:: SOURCE DATA ::

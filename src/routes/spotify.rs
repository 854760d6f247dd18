use axum::{
    Extension, Json, Router,
    body::Body,
    extract::State,
    http::Request,
    middleware::{self, Next},
    response::Response,
    routing::{get, post},
};
use uuid::Uuid;
use validator::Validate;

use crate::{
    dto::spotify::{
        AccessTokenResponse, AuthorizeResponse, CallbackRequest, ConnectionStatusResponse,
        DisconnectResponse, LinkedTokensResponse,
    },
    error::AppError,
    services::{
        authorization, code_exchange, connection_verifier, disconnect as disconnect_service,
        token_refresh,
    },
    state::SharedState,
};

const ACCOUNT_ID_HEADER: &str = "x-account-id";

/// Authenticated account resolved by [`require_account`].
#[derive(Debug, Clone, Copy)]
pub struct AccountId(
    /// Account identifier from the `X-Account-Id` header.
    pub Uuid,
);

/// Spotify link lifecycle endpoints, all scoped to the calling account.
pub fn router() -> Router<SharedState> {
    Router::new()
        .route("/spotify/authorize", get(authorize))
        .route("/spotify/callback", post(callback))
        .route("/spotify/connection", get(connection))
        .route("/spotify/refresh", post(refresh))
        .route("/spotify/disconnect", post(disconnect))
        .route_layer(middleware::from_fn(require_account))
}

/// Build the Spotify consent URL for the calling account.
#[utoipa::path(
    get,
    path = "/spotify/authorize",
    tag = "spotify",
    params(("X-Account-Id" = Uuid, Header, description = "Authenticated account identifier")),
    responses(
        (status = 200, description = "Consent URL and state", body = AuthorizeResponse),
        (status = 404, description = "Unknown account")
    )
)]
pub async fn authorize(
    State(state): State<SharedState>,
    Extension(AccountId(account_id)): Extension<AccountId>,
) -> Result<Json<AuthorizeResponse>, AppError> {
    Ok(Json(
        authorization::authorization_url(&state, account_id).await?,
    ))
}

/// Exchange the authorization code Spotify redirected back with.
#[utoipa::path(
    post,
    path = "/spotify/callback",
    tag = "spotify",
    params(("X-Account-Id" = Uuid, Header, description = "Authenticated account identifier")),
    request_body = CallbackRequest,
    responses(
        (status = 200, description = "Account linked", body = LinkedTokensResponse),
        (status = 400, description = "Code invalid, expired or already used"),
        (status = 409, description = "Code already being exchanged"),
        (status = 503, description = "Spotify unavailable; link cleared, retry connecting")
    )
)]
pub async fn callback(
    State(state): State<SharedState>,
    Extension(AccountId(account_id)): Extension<AccountId>,
    Json(payload): Json<CallbackRequest>,
) -> Result<Json<LinkedTokensResponse>, AppError> {
    payload.validate()?;
    let tokens =
        code_exchange::exchange_authorization_code(&state, account_id, payload.code).await?;
    Ok(Json(tokens))
}

/// Verify the stored link, refreshing or disconnecting as needed.
#[utoipa::path(
    get,
    path = "/spotify/connection",
    tag = "spotify",
    params(("X-Account-Id" = Uuid, Header, description = "Authenticated account identifier")),
    responses(
        (status = 200, description = "Connection status", body = ConnectionStatusResponse),
        (status = 503, description = "Spotify unavailable; link kept, retry later")
    )
)]
pub async fn connection(
    State(state): State<SharedState>,
    Extension(AccountId(account_id)): Extension<AccountId>,
) -> Result<Json<ConnectionStatusResponse>, AppError> {
    Ok(Json(
        connection_verifier::check_connection(&state, account_id).await?,
    ))
}

/// Mint a new access token from the stored refresh token.
#[utoipa::path(
    post,
    path = "/spotify/refresh",
    tag = "spotify",
    params(("X-Account-Id" = Uuid, Header, description = "Authenticated account identifier")),
    responses(
        (status = 200, description = "New access token", body = AccessTokenResponse),
        (status = 401, description = "Refresh token rejected; link cleared"),
        (status = 409, description = "Account not connected")
    )
)]
pub async fn refresh(
    State(state): State<SharedState>,
    Extension(AccountId(account_id)): Extension<AccountId>,
) -> Result<Json<AccessTokenResponse>, AppError> {
    Ok(Json(token_refresh::refresh_token(&state, account_id).await?))
}

/// Forget the Spotify link of the calling account.
#[utoipa::path(
    post,
    path = "/spotify/disconnect",
    tag = "spotify",
    params(("X-Account-Id" = Uuid, Header, description = "Authenticated account identifier")),
    responses((status = 200, description = "Link cleared", body = DisconnectResponse))
)]
pub async fn disconnect(
    State(state): State<SharedState>,
    Extension(AccountId(account_id)): Extension<AccountId>,
) -> Result<Json<DisconnectResponse>, AppError> {
    Ok(Json(disconnect_service::disconnect(&state, account_id).await?))
}

async fn require_account(mut req: Request<Body>, next: Next) -> Result<Response, AppError> {
    let account_id = req
        .headers()
        .get(ACCOUNT_ID_HEADER)
        .and_then(|value| value.to_str().ok())
        .and_then(|value| Uuid::parse_str(value.trim()).ok())
        .ok_or_else(|| {
            AppError::Unauthorized("missing or invalid account header `X-Account-Id`".into())
        })?;

    req.extensions_mut().insert(AccountId(account_id));
    Ok(next.run(req).await)
}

:::

DESCRIPTION OF THE TASK |
In full and without alteration, return every line above.

RESPONSE TO THE EXERCISE |
filename src/routes/spotify.rs
repository 854760d6f247dd18
use axum::{
    Extension, Json, Router,
    body::Body,
    extract::State,
    http::Request,
    middleware::{self, Next},
    response::Response,
    routing::{get, post},
};
use uuid::Uuid;
use validator::Validate;

use crate::{
    dto::spotify::{
        AccessTokenResponse, AuthorizeResponse, CallbackRequest, ConnectionStatusResponse,
        DisconnectResponse, LinkedTokensResponse,
    },
    error::AppError,
    services::{
        authorization, code_exchange, connection_verifier, disconnect as disconnect_service,
        token_refresh,
    },
    state::SharedState,
};

const ACCOUNT_ID_HEADER: &str = "x-account-id";

/// Authenticated account resolved by [`require_account`].
#[derive(Debug, Clone, Copy)]
pub struct AccountId(
    /// Account identifier from the `X-Account-Id` header.
    pub Uuid,
);

/// Spotify link lifecycle endpoints, all scoped to the calling account.
pub fn router() -> Router<SharedState> {
    Router::new()
        .route("/spotify/authorize", get(authorize))
        .route("/spotify/callback", post(callback))
        .route("/spotify/connection", get(connection))
        .route("/spotify/refresh", post(refresh))
        .route("/spotify/disconnect", post(disconnect))
        .route_layer(middleware::from_fn(require_account))
}

/// Build the Spotify consent URL for the calling account.
#[utoipa::path(
    get,
    path = "/spotify/authorize",
    tag = "spotify",
    params(("X-Account-Id" = Uuid, Header, description = "Authenticated account identifier")),
    responses(
        (status = 200, description = "Consent URL and state", body = AuthorizeResponse),
        (status = 404, description = "Unknown account")
    )
)]
pub async fn authorize(
    State(state): State<SharedState>,
    Extension(AccountId(account_id)): Extension<AccountId>,
) -> Result<Json<AuthorizeResponse>, AppError> {
    Ok(Json(
        authorization::authorization_url(&state, account_id).await?,
    ))
}

/// Exchange the authorization code Spotify redirected back with.
#[utoipa::path(
    post,
    path = "/spotify/callback",
    tag = "spotify",
    params(("X-Account-Id" = Uuid, Header, description = "Authenticated account identifier")),
    request_body = CallbackRequest,
    responses(
        (status = 200, description = "Account linked", body = LinkedTokensResponse),
        (status = 400, description = "Code invalid, expired or already used"),
        (status = 409, description = "Code already being exchanged"),
        (status = 503, description = "Spotify unavailable; link cleared, retry connecting")
    )
)]
pub async fn callback(
    State(state): State<SharedState>,
    Extension(AccountId(account_id)): Extension<AccountId>,
    Json(payload): Json<CallbackRequest>,
) -> Result<Json<LinkedTokensResponse>, AppError> {
    payload.validate()?;
    let tokens =
        code_exchange::exchange_authorization_code(&state, account_id, payload.code).await?;
    Ok(Json(tokens))
}

/// Verify the stored link, refreshing or disconnecting as needed.
#[utoipa::path(
    get,
    path = "/spotify/connection",
    tag = "spotify",
    params(("X-Account-Id" = Uuid, Header, description = "Authenticated account identifier")),
    responses(
        (status = 200, description = "Connection status", body = ConnectionStatusResponse),
        (status = 503, description = "Spotify unavailable; link kept, retry later")
    )
)]
pub async fn connection(
    State(state): State<SharedState>,
    Extension(AccountId(account_id)): Extension<AccountId>,
) -> Result<Json<ConnectionStatusResponse>, AppError> {
    Ok(Json(
        connection_verifier::check_connection(&state, account_id).await?,
    ))
}

/// Mint a new access token from the stored refresh token.
#[utoipa::path(
    post,
    path = "/spotify/refresh",
    tag = "spotify",
    params(("X-Account-Id" = Uuid, Header, description = "Authenticated account identifier")),
    responses(
        (status = 200, description = "New access token", body = AccessTokenResponse),
        (status = 401, description = "Refresh token rejected; link cleared"),
        (status = 409, description = "Account not connected")
    )
)]
pub async fn refresh(
    State(state): State<SharedState>,
    Extension(AccountId(account_id)): Extension<AccountId>,
) -> Result<Json<AccessTokenResponse>, AppError> {
    Ok(Json(token_refresh::refresh_token(&state, account_id).await?))
}

/// Forget the Spotify link of the calling account.
#[utoipa::path(
    post,
    path = "/spotify/disconnect",
    tag = "spotify",
    params(("X-Account-Id" = Uuid, Header, description = "Authenticated account identifier")),
    responses((status = 200, description = "Link cleared", body = DisconnectResponse))
)]
pub async fn disconnect(
    State(state): State<SharedState>,
    Extension(AccountId(account_id)): Extension<AccountId>,
) -> Result<Json<DisconnectResponse>, AppError> {
    Ok(Json(disconnect_service::disconnect(&state, account_id).await?))
}

async fn require_account(mut req: Request<Body>, next: Next) -> Result<Response, AppError> {
    let account_id = req
        .headers()
        .get(ACCOUNT_ID_HEADER)
        .and_then(|value| value.to_str().ok())
        .and_then(|value| Uuid::parse_str(value.trim()).ok())
        .ok_or_else(|| {
            AppError::Unauthorized("missing or invalid account header `X-Account-Id`".into())
        })?;

    req.extensions_mut().insert(AccountId(account_id));
    Ok(next.run(req).await)
}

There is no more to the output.